| PROVIDED ENTRIES |
>>
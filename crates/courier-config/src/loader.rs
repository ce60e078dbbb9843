//! Configuration loader.

use std::fs;
use std::path::{Path, PathBuf};

use regex::Regex;

use crate::error::ConfigError;
use crate::schema::Config;

/// Configuration loader with environment variable substitution.
pub struct ConfigLoader;

impl ConfigLoader {
    /// Load configuration from a TOML file.
    pub fn load(path: &Path) -> Result<Config, ConfigError> {
        if !path.exists() {
            return Err(ConfigError::NotFound(path.display().to_string()));
        }
        let content = fs::read_to_string(path)?;
        Self::load_str(&content)
    }

    /// Load configuration from a TOML file, or the defaults when the file
    /// does not exist.
    pub fn load_or_default(path: &Path) -> Result<Config, ConfigError> {
        match Self::load(path) {
            Err(ConfigError::NotFound(_)) => Ok(Config::default()),
            other => other,
        }
    }

    /// Load configuration from a string.
    pub fn load_str(content: &str) -> Result<Config, ConfigError> {
        let expanded = Self::expand_env_vars(content)?;
        let config: Config = toml::from_str(&expanded)?;
        Ok(config)
    }

    /// Expand environment variables in the format `${VAR}`.
    fn expand_env_vars(content: &str) -> Result<String, ConfigError> {
        let re = Regex::new(r"\$\{([^}]+)\}")
            .map_err(|e| ConfigError::InvalidFormat(e.to_string()))?;
        let mut result = content.to_string();

        for cap in re.captures_iter(content) {
            let var_name = &cap[1];
            let var_value = std::env::var(var_name)
                .map_err(|_| ConfigError::EnvVarNotSet(var_name.to_string()))?;
            result = result.replace(&cap[0], &var_value);
        }

        Ok(result)
    }

    /// Expand shell-style paths (e.g., `~/.courier`).
    pub fn expand_path(path: &str) -> PathBuf {
        PathBuf::from(shellexpand::tilde(path).to_string())
    }
}
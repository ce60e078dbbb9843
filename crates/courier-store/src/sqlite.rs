//! SQLite message store.

use std::path::Path;

use async_trait::async_trait;
use chrono::{DateTime, Utc};
use rusqlite::{params, OptionalExtension, Row};
use tokio_rusqlite::Connection;
use tracing::debug;

use courier_protocols::{
    Application, ApplicationDirectory, ApplicationId, DirectoryError, Extras, Message, MessageId,
    MessageStore, NewMessage, StoreError, UserId,
};

use crate::schema::init_schema;

const MESSAGE_COLUMNS: &str =
    "id, application_id, title, message, priority, extras, date, postponed_at";

/// SQLite-backed message store and application directory.
pub struct SqliteMessageStore {
    conn: Connection,
}

impl SqliteMessageStore {
    /// Create a new in-memory database.
    pub async fn in_memory() -> Result<Self, StoreError> {
        let conn = Connection::open_in_memory()
            .await
            .map_err(|e| StoreError::ConnectionError(e.to_string()))?;
        Self::init(conn).await
    }

    /// Open (or create) a file-backed database.
    pub async fn open(path: impl AsRef<Path>) -> Result<Self, StoreError> {
        let path = path.as_ref().to_path_buf();
        if let Some(parent) = path.parent().filter(|p| !p.as_os_str().is_empty()) {
            std::fs::create_dir_all(parent)
                .map_err(|e| StoreError::ConnectionError(e.to_string()))?;
        }
        debug!("Opening message store at {}", path.display());
        let conn = Connection::open(path)
            .await
            .map_err(|e| StoreError::ConnectionError(e.to_string()))?;
        Self::init(conn).await
    }

    async fn init(conn: Connection) -> Result<Self, StoreError> {
        conn.call(|conn| Ok(init_schema(conn)?))
            .await
            .map_err(|e| StoreError::QueryError(e.to_string()))?;
        Ok(Self { conn })
    }

    /// Register an application, replacing one with the same id.
    pub async fn add_application(&self, application: Application) -> Result<(), StoreError> {
        self.conn
            .call(move |conn| {
                conn.execute(
                    "INSERT OR REPLACE INTO applications (id, user_id, name, default_priority)
                     VALUES (?1, ?2, ?3, ?4)",
                    params![
                        application.id.get() as i64,
                        application.user_id.get() as i64,
                        application.name,
                        application.default_priority
                    ],
                )?;
                Ok(())
            })
            .await
            .map_err(|e| StoreError::QueryError(e.to_string()))
    }

    /// Forget an application. Its messages are kept.
    pub async fn remove_application(&self, id: ApplicationId) -> Result<bool, StoreError> {
        self.conn
            .call(move |conn| {
                let removed = conn.execute("DELETE FROM applications WHERE id = ?1", [id.get() as i64])?;
                Ok(removed > 0)
            })
            .await
            .map_err(|e| StoreError::QueryError(e.to_string()))
    }

    async fn query_messages(
        &self,
        filter: &'static str,
        arg: i64,
    ) -> Result<Vec<Message>, StoreError> {
        let rows = self
            .conn
            .call(move |conn| {
                let sql = format!("SELECT {} FROM messages WHERE {}", MESSAGE_COLUMNS, filter);
                let mut stmt = conn.prepare(&sql)?;
                let rows = stmt
                    .query_map([arg], MessageRow::from_row)?
                    .collect::<Result<Vec<_>, _>>()?;
                Ok(rows)
            })
            .await
            .map_err(|e| StoreError::QueryError(e.to_string()))?;

        rows.into_iter().map(MessageRow::into_message).collect()
    }
}

/// A `messages` row before timestamps and extras are decoded.
struct MessageRow {
    id: i64,
    application_id: i64,
    title: String,
    message: String,
    priority: i32,
    extras: Option<String>,
    date: i64,
    postponed_at: Option<i64>,
}

impl MessageRow {
    fn from_row(row: &Row<'_>) -> rusqlite::Result<Self> {
        Ok(Self {
            id: row.get(0)?,
            application_id: row.get(1)?,
            title: row.get(2)?,
            message: row.get(3)?,
            priority: row.get(4)?,
            extras: row.get(5)?,
            date: row.get(6)?,
            postponed_at: row.get(7)?,
        })
    }

    fn into_message(self) -> Result<Message, StoreError> {
        let extras = self
            .extras
            .map(|raw| serde_json::from_str::<Extras>(&raw))
            .transpose()?;
        let postponed_at = self.postponed_at.map(from_millis).transpose()?;

        Ok(Message {
            id: MessageId(self.id as u64),
            application_id: ApplicationId(self.application_id as u64),
            title: self.title,
            message: self.message,
            priority: self.priority,
            extras,
            date: from_millis(self.date)?,
            postponed_at,
        })
    }
}

fn from_millis(millis: i64) -> Result<DateTime<Utc>, StoreError> {
    DateTime::from_timestamp_millis(millis)
        .ok_or_else(|| StoreError::SerializationError(format!("timestamp out of range: {}", millis)))
}

fn application_from_row(row: &Row<'_>) -> rusqlite::Result<Application> {
    let id: i64 = row.get(0)?;
    let user_id: i64 = row.get(1)?;
    Ok(Application {
        id: ApplicationId(id as u64),
        user_id: UserId(user_id as u64),
        name: row.get(2)?,
        default_priority: row.get(3)?,
    })
}

#[async_trait]
impl MessageStore for SqliteMessageStore {
    async fn get(&self, id: MessageId) -> Result<Option<Message>, StoreError> {
        let row = self
            .conn
            .call(move |conn| {
                let sql = format!("SELECT {} FROM messages WHERE id = ?1", MESSAGE_COLUMNS);
                let row = conn
                    .query_row(&sql, [id.get() as i64], MessageRow::from_row)
                    .optional()?;
                Ok(row)
            })
            .await
            .map_err(|e| StoreError::QueryError(e.to_string()))?;

        row.map(MessageRow::into_message).transpose()
    }

    async fn list_due_at_or_after(&self, instant: DateTime<Utc>) -> Result<Vec<Message>, StoreError> {
        self.query_messages(
            "postponed_at IS NOT NULL AND postponed_at >= ?1 ORDER BY postponed_at, id",
            instant.timestamp_millis(),
        )
        .await
    }

    async fn count_overdue(&self, instant: DateTime<Utc>) -> Result<u64, StoreError> {
        let millis = instant.timestamp_millis();
        self.conn
            .call(move |conn| {
                let count: i64 = conn.query_row(
                    "SELECT COUNT(*) FROM messages WHERE postponed_at IS NOT NULL AND postponed_at < ?1",
                    [millis],
                    |row| row.get(0),
                )?;
                Ok(count as u64)
            })
            .await
            .map_err(|e| StoreError::QueryError(e.to_string()))
    }

    async fn list_by_application(&self, application_id: ApplicationId) -> Result<Vec<Message>, StoreError> {
        self.query_messages("application_id = ?1 ORDER BY id", application_id.get() as i64)
            .await
    }

    async fn set_postponement(
        &self,
        id: MessageId,
        postponed_at: Option<DateTime<Utc>>,
    ) -> Result<(), StoreError> {
        let millis = postponed_at.map(|at| at.timestamp_millis());
        let updated = self
            .conn
            .call(move |conn| {
                let updated = conn.execute(
                    "UPDATE messages SET postponed_at = ?1 WHERE id = ?2",
                    params![millis, id.get() as i64],
                )?;
                Ok(updated)
            })
            .await
            .map_err(|e| StoreError::QueryError(e.to_string()))?;

        if updated == 0 {
            return Err(StoreError::NotFound(id.to_string()));
        }
        Ok(())
    }

    async fn create(
        &self,
        application_id: ApplicationId,
        message: NewMessage,
        date: DateTime<Utc>,
    ) -> Result<Message, StoreError> {
        let extras = message.extras.as_ref().map(serde_json::to_string).transpose()?;
        let priority = message.priority.unwrap_or_default();
        let postponed_at = message.postponed_at.map(|at| at.timestamp_millis());
        let title = message.title.clone();
        let body = message.message.clone();

        let id = self
            .conn
            .call(move |conn| {
                conn.execute(
                    "INSERT INTO messages (application_id, title, message, priority, extras, date, postponed_at)
                     VALUES (?1, ?2, ?3, ?4, ?5, ?6, ?7)",
                    params![
                        application_id.get() as i64,
                        title,
                        body,
                        priority,
                        extras,
                        date.timestamp_millis(),
                        postponed_at
                    ],
                )?;
                Ok(conn.last_insert_rowid())
            })
            .await
            .map_err(|e| StoreError::QueryError(e.to_string()))?;

        // Read back so callers see the stored precision.
        self.get(MessageId(id as u64))
            .await?
            .ok_or_else(|| StoreError::NotFound(id.to_string()))
    }

    async fn delete(&self, id: MessageId) -> Result<(), StoreError> {
        self.conn
            .call(move |conn| {
                conn.execute("DELETE FROM messages WHERE id = ?1", [id.get() as i64])?;
                Ok(())
            })
            .await
            .map_err(|e| StoreError::QueryError(e.to_string()))
    }

    async fn delete_by_application(&self, application_id: ApplicationId) -> Result<u64, StoreError> {
        self.conn
            .call(move |conn| {
                let removed = conn.execute(
                    "DELETE FROM messages WHERE application_id = ?1",
                    [application_id.get() as i64],
                )?;
                Ok(removed as u64)
            })
            .await
            .map_err(|e| StoreError::QueryError(e.to_string()))
    }
}

#[async_trait]
impl ApplicationDirectory for SqliteMessageStore {
    async fn applications_owned_by(&self, user_id: UserId) -> Result<Vec<Application>, DirectoryError> {
        self.conn
            .call(move |conn| {
                let mut stmt = conn.prepare(
                    "SELECT id, user_id, name, default_priority
                     FROM applications WHERE user_id = ?1 ORDER BY id",
                )?;
                let apps = stmt
                    .query_map([user_id.get() as i64], application_from_row)?
                    .collect::<Result<Vec<_>, _>>()?;
                Ok(apps)
            })
            .await
            .map_err(|e| DirectoryError::LookupFailed(e.to_string()))
    }

    async fn get_application(
        &self,
        application_id: ApplicationId,
    ) -> Result<Option<Application>, DirectoryError> {
        self.conn
            .call(move |conn| {
                let app = conn
                    .query_row(
                        "SELECT id, user_id, name, default_priority FROM applications WHERE id = ?1",
                        [application_id.get() as i64],
                        application_from_row,
                    )
                    .optional()?;
                Ok(app)
            })
            .await
            .map_err(|e| DirectoryError::LookupFailed(e.to_string()))
    }
}

#[cfg(test)]
#[path = "sqlite_tests.rs"]
mod tests;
<<
What lines above contain "PathBuf"? Copy them out.

use std::path::{Path, PathBuf};
    pub fn expand_path(path: &str) -> PathBuf {
        PathBuf::from(shellexpand::tilde(path).to_string())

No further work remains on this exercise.